Collection entries ->
================================
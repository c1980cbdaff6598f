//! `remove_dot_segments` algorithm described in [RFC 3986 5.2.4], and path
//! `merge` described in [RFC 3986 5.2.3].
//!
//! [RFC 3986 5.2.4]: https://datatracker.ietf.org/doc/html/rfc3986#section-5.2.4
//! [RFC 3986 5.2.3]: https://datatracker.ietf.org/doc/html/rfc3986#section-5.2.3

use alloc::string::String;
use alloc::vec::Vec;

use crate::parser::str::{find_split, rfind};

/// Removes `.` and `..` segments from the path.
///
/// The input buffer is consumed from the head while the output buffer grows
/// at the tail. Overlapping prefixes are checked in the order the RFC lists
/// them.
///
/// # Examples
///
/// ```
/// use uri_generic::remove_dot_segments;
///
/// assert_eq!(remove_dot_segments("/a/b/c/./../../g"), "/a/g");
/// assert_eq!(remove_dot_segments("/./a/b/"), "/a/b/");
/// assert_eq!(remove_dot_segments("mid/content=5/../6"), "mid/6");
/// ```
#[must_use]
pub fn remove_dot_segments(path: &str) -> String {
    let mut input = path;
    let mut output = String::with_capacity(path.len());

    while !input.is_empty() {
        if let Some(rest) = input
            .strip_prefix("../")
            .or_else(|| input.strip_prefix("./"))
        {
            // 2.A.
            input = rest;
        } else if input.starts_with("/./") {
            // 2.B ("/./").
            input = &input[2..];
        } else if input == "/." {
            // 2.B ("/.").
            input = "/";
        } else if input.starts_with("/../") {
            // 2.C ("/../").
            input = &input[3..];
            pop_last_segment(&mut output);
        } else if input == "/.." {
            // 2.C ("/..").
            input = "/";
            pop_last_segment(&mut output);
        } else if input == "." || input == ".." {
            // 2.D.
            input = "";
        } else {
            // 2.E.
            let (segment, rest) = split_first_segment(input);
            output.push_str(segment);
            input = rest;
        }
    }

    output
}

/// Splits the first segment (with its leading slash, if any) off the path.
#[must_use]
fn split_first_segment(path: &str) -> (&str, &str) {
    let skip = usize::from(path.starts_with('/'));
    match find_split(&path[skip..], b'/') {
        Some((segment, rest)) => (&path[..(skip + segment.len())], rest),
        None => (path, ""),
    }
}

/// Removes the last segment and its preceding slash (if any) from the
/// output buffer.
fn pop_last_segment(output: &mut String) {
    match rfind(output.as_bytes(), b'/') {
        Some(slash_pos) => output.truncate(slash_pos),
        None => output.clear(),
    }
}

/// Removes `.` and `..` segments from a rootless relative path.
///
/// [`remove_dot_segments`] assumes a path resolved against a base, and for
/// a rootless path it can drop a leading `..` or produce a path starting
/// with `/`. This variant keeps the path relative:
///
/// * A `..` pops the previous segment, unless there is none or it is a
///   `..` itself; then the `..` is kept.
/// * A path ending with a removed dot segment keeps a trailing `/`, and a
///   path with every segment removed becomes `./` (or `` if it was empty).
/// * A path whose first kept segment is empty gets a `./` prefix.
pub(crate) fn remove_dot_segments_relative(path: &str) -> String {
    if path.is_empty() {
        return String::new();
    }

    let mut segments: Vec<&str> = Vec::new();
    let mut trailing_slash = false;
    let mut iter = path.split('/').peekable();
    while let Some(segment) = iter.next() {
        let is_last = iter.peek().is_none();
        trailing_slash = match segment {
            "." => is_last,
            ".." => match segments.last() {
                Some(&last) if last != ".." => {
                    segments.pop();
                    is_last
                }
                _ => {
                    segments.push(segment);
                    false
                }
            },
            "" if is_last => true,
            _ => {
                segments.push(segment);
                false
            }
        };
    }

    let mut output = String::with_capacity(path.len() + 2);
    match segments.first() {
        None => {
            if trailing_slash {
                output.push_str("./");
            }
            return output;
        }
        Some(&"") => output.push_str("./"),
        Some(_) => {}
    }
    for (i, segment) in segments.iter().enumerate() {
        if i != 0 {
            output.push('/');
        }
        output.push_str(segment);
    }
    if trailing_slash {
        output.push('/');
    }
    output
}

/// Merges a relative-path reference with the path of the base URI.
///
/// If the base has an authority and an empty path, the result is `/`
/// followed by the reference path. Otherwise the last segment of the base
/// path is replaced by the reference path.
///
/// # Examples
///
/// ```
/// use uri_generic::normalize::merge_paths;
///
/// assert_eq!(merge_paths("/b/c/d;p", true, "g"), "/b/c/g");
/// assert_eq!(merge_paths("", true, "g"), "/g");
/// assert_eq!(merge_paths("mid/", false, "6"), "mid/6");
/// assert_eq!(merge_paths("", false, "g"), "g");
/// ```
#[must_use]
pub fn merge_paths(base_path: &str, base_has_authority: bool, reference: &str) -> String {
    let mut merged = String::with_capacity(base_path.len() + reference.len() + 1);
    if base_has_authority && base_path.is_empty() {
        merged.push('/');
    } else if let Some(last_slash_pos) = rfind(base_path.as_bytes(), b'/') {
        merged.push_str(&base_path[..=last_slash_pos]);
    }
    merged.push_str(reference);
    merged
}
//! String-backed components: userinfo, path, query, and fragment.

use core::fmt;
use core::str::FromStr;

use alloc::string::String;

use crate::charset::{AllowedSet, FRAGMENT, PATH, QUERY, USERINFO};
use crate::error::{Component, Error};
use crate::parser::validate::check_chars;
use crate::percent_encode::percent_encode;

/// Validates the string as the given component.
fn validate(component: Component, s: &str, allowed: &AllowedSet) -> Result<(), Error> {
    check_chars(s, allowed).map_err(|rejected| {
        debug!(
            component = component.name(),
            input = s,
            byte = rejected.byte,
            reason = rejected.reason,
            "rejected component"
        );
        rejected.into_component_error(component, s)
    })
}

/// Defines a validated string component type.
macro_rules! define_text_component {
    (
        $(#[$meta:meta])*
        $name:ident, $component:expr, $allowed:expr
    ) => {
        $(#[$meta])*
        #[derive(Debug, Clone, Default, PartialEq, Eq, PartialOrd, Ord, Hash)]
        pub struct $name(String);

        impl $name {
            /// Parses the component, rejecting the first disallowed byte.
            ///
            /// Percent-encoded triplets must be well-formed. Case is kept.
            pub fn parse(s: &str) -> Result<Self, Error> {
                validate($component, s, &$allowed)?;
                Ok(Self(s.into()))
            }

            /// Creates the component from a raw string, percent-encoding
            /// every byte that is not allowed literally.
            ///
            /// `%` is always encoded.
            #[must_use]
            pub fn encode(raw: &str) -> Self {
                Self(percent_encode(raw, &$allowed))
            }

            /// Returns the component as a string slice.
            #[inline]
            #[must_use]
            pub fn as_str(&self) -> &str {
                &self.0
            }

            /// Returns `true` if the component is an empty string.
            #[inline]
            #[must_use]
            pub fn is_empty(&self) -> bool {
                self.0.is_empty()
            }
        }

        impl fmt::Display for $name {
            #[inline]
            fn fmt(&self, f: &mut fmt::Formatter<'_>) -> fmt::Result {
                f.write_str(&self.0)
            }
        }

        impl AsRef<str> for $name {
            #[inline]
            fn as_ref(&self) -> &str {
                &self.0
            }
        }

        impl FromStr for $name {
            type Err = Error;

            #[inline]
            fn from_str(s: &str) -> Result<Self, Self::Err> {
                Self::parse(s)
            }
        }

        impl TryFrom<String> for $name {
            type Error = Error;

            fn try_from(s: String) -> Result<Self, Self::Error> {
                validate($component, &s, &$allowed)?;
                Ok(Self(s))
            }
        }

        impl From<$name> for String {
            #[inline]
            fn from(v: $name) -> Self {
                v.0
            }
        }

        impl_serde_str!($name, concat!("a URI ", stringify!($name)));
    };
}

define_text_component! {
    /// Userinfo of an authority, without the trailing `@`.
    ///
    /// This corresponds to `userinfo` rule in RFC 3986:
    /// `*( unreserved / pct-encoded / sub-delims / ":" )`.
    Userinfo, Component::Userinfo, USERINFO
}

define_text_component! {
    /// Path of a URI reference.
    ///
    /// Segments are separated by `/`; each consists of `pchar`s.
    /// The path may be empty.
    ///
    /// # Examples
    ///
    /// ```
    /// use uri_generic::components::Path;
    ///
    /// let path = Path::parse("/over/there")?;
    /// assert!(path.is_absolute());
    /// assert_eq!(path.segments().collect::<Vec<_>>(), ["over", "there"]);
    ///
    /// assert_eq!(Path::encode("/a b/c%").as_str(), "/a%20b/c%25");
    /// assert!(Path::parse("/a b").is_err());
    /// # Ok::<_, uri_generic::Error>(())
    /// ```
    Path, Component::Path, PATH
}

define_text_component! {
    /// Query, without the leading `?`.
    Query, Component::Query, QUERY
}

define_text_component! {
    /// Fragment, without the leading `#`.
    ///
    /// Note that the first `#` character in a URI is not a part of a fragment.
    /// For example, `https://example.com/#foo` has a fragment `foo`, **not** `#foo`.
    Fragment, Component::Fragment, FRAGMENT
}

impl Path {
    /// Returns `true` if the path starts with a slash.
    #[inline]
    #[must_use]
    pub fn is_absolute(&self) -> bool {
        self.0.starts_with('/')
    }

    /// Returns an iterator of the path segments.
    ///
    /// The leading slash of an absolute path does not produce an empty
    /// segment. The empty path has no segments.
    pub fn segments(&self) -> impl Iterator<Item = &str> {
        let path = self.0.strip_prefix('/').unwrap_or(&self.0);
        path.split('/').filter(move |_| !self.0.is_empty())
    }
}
================================
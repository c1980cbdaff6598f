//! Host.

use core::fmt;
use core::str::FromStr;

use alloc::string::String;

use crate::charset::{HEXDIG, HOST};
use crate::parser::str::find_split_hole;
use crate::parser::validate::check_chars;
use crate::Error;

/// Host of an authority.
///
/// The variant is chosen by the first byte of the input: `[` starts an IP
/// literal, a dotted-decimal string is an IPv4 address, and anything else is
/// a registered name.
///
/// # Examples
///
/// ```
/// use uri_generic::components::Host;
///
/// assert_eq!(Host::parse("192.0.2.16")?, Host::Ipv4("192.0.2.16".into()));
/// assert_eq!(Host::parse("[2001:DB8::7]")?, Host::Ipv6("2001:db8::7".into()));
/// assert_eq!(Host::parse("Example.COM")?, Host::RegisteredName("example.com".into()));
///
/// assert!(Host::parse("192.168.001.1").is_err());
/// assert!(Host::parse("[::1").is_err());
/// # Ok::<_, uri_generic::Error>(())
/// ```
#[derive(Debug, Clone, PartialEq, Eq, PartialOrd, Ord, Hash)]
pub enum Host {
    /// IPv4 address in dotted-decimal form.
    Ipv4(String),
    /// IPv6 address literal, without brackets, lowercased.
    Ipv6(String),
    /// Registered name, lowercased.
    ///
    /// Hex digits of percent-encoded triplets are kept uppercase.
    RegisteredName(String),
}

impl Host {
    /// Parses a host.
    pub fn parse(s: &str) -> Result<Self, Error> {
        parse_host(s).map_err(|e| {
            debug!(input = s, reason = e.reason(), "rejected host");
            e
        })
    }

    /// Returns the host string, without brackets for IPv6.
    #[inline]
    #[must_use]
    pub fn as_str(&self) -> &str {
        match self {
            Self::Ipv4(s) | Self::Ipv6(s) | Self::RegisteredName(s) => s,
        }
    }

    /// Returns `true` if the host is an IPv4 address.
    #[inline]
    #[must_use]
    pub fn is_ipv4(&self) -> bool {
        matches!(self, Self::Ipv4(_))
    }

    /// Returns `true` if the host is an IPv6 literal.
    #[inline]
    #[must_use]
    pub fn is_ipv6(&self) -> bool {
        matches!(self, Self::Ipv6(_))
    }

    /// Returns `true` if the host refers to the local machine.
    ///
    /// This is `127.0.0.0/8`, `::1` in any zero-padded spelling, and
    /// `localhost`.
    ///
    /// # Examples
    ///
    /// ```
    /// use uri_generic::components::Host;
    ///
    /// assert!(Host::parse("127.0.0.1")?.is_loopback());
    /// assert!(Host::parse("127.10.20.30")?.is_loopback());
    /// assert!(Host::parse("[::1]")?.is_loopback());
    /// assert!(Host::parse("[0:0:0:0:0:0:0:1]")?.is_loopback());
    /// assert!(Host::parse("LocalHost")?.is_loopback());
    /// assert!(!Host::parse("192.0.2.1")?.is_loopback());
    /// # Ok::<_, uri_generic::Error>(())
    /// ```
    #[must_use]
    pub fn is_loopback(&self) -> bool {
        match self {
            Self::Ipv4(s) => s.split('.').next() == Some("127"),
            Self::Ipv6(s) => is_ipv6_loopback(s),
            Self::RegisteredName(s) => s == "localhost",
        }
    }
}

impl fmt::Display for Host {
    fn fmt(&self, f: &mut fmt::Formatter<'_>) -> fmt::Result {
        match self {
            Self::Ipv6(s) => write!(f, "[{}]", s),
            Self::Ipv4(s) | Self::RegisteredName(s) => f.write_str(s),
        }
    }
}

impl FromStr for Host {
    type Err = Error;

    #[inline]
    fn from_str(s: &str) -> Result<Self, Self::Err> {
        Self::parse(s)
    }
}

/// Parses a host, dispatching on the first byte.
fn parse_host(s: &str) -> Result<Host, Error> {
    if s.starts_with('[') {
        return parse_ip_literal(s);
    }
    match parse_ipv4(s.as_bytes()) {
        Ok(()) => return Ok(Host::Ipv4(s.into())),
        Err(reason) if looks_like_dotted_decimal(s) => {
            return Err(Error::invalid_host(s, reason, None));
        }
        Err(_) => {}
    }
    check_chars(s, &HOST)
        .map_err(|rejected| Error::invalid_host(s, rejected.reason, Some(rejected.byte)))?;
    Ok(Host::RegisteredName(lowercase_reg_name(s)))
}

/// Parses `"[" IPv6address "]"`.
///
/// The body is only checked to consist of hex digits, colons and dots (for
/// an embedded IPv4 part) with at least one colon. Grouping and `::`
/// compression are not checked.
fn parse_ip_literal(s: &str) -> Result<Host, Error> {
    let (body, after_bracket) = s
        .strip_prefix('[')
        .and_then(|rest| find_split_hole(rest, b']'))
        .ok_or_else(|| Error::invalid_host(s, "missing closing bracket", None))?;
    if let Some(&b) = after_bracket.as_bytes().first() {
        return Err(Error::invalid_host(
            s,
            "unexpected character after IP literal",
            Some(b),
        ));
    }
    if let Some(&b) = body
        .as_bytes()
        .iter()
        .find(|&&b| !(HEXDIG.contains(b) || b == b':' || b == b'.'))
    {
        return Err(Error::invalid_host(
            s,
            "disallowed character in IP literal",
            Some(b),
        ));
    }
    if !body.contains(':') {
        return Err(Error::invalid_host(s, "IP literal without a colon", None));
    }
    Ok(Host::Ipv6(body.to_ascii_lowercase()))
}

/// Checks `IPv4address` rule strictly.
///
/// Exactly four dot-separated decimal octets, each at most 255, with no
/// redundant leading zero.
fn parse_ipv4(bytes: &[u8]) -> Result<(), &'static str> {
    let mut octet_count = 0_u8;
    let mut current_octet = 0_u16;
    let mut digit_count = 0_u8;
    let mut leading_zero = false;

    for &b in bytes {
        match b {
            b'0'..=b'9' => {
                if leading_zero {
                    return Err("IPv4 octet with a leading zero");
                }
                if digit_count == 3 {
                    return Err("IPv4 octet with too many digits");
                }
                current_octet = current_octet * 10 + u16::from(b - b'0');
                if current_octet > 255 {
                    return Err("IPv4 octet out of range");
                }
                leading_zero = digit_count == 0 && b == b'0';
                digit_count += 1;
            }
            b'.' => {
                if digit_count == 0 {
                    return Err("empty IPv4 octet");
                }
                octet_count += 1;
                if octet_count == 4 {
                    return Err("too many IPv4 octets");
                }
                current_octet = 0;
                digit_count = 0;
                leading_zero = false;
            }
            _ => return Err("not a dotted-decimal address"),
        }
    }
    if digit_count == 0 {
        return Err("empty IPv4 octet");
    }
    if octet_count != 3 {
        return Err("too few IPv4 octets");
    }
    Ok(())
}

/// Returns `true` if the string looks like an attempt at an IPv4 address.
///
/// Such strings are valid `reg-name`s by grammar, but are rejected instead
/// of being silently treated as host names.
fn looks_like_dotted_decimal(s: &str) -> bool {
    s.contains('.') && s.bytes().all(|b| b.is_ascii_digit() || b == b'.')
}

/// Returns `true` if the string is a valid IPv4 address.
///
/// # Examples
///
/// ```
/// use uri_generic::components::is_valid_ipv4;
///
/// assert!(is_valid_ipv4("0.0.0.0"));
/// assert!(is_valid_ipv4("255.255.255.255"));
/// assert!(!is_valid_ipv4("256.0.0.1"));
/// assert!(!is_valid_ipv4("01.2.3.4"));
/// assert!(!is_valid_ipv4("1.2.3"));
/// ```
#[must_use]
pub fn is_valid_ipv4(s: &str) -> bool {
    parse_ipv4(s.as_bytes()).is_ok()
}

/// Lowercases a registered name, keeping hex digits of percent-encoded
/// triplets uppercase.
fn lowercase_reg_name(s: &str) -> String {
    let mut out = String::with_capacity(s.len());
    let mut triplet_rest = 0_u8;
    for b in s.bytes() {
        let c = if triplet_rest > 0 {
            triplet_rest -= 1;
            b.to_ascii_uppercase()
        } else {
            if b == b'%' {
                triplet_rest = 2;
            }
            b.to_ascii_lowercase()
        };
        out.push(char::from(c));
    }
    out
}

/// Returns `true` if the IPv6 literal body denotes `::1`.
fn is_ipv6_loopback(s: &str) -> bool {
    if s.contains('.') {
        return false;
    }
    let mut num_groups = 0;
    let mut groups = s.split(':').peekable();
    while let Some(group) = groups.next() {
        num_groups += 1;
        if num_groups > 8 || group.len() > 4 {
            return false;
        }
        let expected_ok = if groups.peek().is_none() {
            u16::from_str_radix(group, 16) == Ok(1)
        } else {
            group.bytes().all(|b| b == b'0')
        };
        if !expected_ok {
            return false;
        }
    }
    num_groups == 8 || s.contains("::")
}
================================
Activity -> Would you please return all lines of the data that include the word "derive"?

Completed task ->
        #[derive(Debug, Clone, Default, PartialEq, Eq, PartialOrd, Ord, Hash)]
#[derive(Debug, Clone, PartialEq, Eq, PartialOrd, Ord, Hash)]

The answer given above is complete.